§ Problem statement
Only a number is expected here: the count of lines in this data where "Running" occurs.

(Records from a data collection)
————————

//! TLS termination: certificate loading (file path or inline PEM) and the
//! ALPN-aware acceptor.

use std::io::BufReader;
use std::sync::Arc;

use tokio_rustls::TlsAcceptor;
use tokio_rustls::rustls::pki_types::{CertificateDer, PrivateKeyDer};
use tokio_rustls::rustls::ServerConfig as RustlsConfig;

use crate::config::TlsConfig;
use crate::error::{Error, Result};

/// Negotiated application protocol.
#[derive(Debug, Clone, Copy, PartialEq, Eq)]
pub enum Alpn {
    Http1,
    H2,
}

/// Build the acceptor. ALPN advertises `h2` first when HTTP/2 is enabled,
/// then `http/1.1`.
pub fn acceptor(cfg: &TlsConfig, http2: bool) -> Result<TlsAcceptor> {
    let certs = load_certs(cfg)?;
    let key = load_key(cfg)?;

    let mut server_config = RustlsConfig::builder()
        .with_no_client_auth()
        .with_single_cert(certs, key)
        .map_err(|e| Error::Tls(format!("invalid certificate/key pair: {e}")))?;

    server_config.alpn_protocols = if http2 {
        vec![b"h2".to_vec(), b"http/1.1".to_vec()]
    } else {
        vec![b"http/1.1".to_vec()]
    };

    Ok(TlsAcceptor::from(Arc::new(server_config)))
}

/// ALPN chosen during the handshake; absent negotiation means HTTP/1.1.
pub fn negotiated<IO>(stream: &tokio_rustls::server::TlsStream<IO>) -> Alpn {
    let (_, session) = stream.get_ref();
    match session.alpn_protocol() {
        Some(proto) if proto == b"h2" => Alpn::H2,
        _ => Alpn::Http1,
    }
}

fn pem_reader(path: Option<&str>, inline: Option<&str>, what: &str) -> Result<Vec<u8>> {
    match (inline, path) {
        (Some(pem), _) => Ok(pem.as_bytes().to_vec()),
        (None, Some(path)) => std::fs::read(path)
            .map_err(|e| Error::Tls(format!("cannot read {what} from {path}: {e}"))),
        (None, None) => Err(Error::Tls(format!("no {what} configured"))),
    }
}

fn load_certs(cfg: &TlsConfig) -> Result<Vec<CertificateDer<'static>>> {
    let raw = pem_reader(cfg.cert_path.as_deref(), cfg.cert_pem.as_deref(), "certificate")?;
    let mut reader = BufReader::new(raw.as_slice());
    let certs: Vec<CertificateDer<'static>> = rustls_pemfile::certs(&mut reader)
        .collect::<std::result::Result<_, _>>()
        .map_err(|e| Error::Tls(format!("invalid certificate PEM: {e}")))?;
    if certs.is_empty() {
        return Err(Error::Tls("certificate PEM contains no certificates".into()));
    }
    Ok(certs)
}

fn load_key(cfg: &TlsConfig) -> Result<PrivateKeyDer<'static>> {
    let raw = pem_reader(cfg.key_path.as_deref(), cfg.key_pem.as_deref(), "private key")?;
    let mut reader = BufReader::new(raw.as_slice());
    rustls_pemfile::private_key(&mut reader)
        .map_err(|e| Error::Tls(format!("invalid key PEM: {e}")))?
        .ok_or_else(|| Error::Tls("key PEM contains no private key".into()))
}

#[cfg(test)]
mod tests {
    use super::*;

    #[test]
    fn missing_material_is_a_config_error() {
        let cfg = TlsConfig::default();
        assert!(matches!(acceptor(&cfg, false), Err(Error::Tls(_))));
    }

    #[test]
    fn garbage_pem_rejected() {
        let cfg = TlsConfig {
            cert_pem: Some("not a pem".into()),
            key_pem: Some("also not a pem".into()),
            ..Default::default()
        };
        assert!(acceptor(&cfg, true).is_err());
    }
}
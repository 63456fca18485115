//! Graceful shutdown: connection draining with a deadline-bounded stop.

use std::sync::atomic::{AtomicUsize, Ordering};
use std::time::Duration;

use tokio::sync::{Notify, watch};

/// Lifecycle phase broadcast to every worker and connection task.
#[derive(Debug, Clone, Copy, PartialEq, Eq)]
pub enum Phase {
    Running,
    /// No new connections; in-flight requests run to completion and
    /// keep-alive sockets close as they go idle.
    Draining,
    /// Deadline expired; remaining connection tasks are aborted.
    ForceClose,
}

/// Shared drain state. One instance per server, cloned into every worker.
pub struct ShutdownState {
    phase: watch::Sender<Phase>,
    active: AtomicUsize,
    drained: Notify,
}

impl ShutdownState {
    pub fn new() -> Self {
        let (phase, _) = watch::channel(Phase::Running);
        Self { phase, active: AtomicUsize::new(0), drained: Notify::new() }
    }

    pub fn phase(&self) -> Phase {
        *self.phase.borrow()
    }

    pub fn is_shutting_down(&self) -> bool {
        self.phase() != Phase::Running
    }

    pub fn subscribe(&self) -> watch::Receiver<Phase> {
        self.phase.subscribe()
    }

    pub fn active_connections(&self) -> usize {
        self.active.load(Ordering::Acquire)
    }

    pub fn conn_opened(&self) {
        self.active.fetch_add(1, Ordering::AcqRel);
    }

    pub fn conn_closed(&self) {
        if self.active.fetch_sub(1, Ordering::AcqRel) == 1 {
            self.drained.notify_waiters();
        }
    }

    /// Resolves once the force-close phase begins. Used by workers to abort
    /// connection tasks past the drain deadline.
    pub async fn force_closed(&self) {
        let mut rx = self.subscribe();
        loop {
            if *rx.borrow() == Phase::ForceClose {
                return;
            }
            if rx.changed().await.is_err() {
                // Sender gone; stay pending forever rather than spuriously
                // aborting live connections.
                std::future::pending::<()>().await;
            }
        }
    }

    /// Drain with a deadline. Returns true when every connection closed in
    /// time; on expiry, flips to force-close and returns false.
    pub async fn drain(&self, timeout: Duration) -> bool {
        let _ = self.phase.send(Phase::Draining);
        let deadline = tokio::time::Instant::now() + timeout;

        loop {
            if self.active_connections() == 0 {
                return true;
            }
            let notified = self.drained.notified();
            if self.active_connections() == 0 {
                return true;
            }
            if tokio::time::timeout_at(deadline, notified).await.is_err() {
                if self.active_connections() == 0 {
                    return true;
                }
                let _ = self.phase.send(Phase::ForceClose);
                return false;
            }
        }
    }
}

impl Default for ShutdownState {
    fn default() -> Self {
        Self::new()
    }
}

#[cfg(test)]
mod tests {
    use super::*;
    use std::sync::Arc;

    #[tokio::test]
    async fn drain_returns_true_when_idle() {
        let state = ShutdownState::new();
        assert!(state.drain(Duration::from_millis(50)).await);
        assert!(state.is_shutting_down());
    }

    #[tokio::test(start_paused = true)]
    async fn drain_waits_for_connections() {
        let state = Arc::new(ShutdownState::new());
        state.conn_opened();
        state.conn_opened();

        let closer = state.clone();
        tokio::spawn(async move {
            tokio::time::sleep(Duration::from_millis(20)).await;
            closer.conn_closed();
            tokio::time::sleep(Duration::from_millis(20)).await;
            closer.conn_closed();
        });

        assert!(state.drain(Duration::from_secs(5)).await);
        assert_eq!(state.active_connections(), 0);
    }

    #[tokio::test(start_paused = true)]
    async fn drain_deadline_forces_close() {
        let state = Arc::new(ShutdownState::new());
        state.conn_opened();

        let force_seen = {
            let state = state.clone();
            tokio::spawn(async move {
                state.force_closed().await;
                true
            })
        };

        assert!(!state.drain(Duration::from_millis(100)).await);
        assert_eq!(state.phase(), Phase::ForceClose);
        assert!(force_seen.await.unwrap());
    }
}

————————

§ Problem solution
3